Remettre concrètement l’humain au cœur des choses, reprendre sa responsabilité pour une vie plus harmonieuse avec soi, les autres et la planète. La liberté et le sens, la cohérence dans mes actions est au cœur de ce que je fais et du pourquoi je suis devenue entrepreneure.
A titre personnel je fais en sorte de consommer le plus local et zéro déchets possible par exemple.
A titre professionnel, après avoir eu du mal à m’épanouir dans mon entreprise, j’aide maintenant les entrepreneures à se reconnecter à elles-mêmes pour une vie alignée, joyeuse et épanouissante. Le tout avec bienveillance et respect de l’évolution de chacun.e.

A propos

 

Sortir des cases

Il y a à peu près autant de façons de vivre ce nouveau nomadisme que de gens. Certains n’ont pas de base et changent très régulièrement de pays, d’autres passent plusieurs années dans le même pays. Jusqu’à l’an dernier, j’avais ma base à Bordeaux (dans une maison avec cour et jardin potager, oui oui!) et je voyageais plusieurs mois par an, en bossant ou pas.

On peut dire que j’en suis à ma troisième “vie professionnelle”. Au sortir de mon Master en communication, j’ai travaillé pendant 5 ans comme adjointe communication d’une coopérative de consommateurs… coopérative, ok, mais liée à un gros groupe de grande distribution, ce qui ne colle pas vraiment avec mes valeurs. En plus je retournais vivre chez mes parents la semaine (après avoir eu mon propre appart’ à 17 ans) et partageais le week-end un appartement avec mon copain de l’époque. Pas la joie, surtout que je ne savais pas combien de temps ça allait durer…

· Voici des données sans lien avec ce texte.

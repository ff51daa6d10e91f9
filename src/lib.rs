//! Raw TTY serial port library.
//!
//! Opens terminal devices, configures them through termios (speed, parity,
//! raw 8-bit mode, read timeout), and performs single-call reads, writes and
//! queue-depth queries.
//!
//! # Modules
//!
//! - `port`: termios primitives, the owned `TtyPort`, pty pairs and the mock
//! - `service`: command logic shared by the binary
//! - `config`: Configuration management with TOML support
//! - `error`: Application-level error handling
//! - `logging`: `tracing` subscriber setup for the binary

#[cfg(not(unix))]
compile_error!("tty_serial requires a POSIX termios interface");

pub mod config;
pub mod error;
pub mod logging;
pub mod port;
pub mod service;

// Re-export commonly used types for convenience
pub use error::{AppError, AppResult};
pub use port::{
    BaudRate, MockSerialPort, Parity, PortError, PortSettings, PtyPair, ReadMode, ReadTimeout,
    SerialIo, TtyPort, DEFAULT_TIMEOUT, NO_BLOCK,
};

// Re-export config types
pub use config::{Config, ConfigError, ConfigLoader, ConfigResult};
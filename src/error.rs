use crate::config::ConfigError;
use crate::port::PortError;
use thiserror::Error;

/// Unified application error type for the command-line surface.
#[derive(Debug, Error)]
pub enum AppError {
    #[error("{0}")]
    Port(#[from] PortError),

    #[error("{0}")]
    Config(#[from] ConfigError),

    #[error("Port enumeration failed: {0}")]
    Enumerate(#[from] serialport::Error),

    #[error("Failed to encode output: {0}")]
    Json(#[from] serde_json::Error),

    #[error("Invalid argument: {0}")]
    InvalidArgument(String),

    /// The pty self-test received something other than what it sent.
    #[error("Loopback mismatch: sent {sent:?}, received {received:?}")]
    LoopbackMismatch { sent: Vec<u8>, received: Vec<u8> },
}

impl AppError {
    pub fn invalid_argument(message: impl Into<String>) -> Self {
        Self::InvalidArgument(message.into())
    }
}

/// A specialized `Result` type for command handlers.
pub type AppResult<T> = Result<T, AppError>;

Mon rêve était de bosser dans le secteur culturel, mais l’accès aux rares postes, en contrats aidés était plutôt restreint. Une opportunité dans la vie de l’entreprise m’a permis de négocier mon départ, mais je n’avais pas encore trouvé de poste. Je n’ai pas lâché et j’ai continué à me focaliser sur ce secteur là, notamment en travaillant bénévolement 2 jours par semaine pendant 6 mois pour une association.

J’ai finalement réussi à trouver mon job de rêve dans une compagnie de cirque contemporain, un peu moins d’un an après avoir quitté mon premier emploi. Ça n’aurait pas dû fonctionner, je ne rentrais pas dans les “cases” pour prétendre à un emploi aidé, puisque je n’avais pas encore un an de chômage cumulé, condition nécessaire pour accéder à ce type de contrat. Pourtant, parfois, même l’administration peut montrer de la flexibilité ! La compagnie organisait un festival en décembre, donc mon embauche a pu se faire en novembre au lieu de janvier…

Mais pourquoi ne pas rester ? Mes relations avec l’équipe restaient super, mais au bout de 5 ans, j’ai eu moins de motivation, moins d’envie et surtout une autre envie : celle d’avoir une vie plus flexible et plus libre… Même si je ne travaillais que 3 jours et demi par semaine, et que j’arrivais à voyager à peu près 2 mois par an cumulés ! Un des trucs qui me faisait flipper en cherchant un boulot dans ce secteur là, c’est que souvent les gens travaillent en indépendant, beaucoup de chez eux. Et c’est pourtant ce que je fais et j’adore maintenant… Si on m’avait dit il y a 3 ans que j’allais quitter la compagnie pour monter mon business, franchement, je ne l’aurais pas cru une seconde.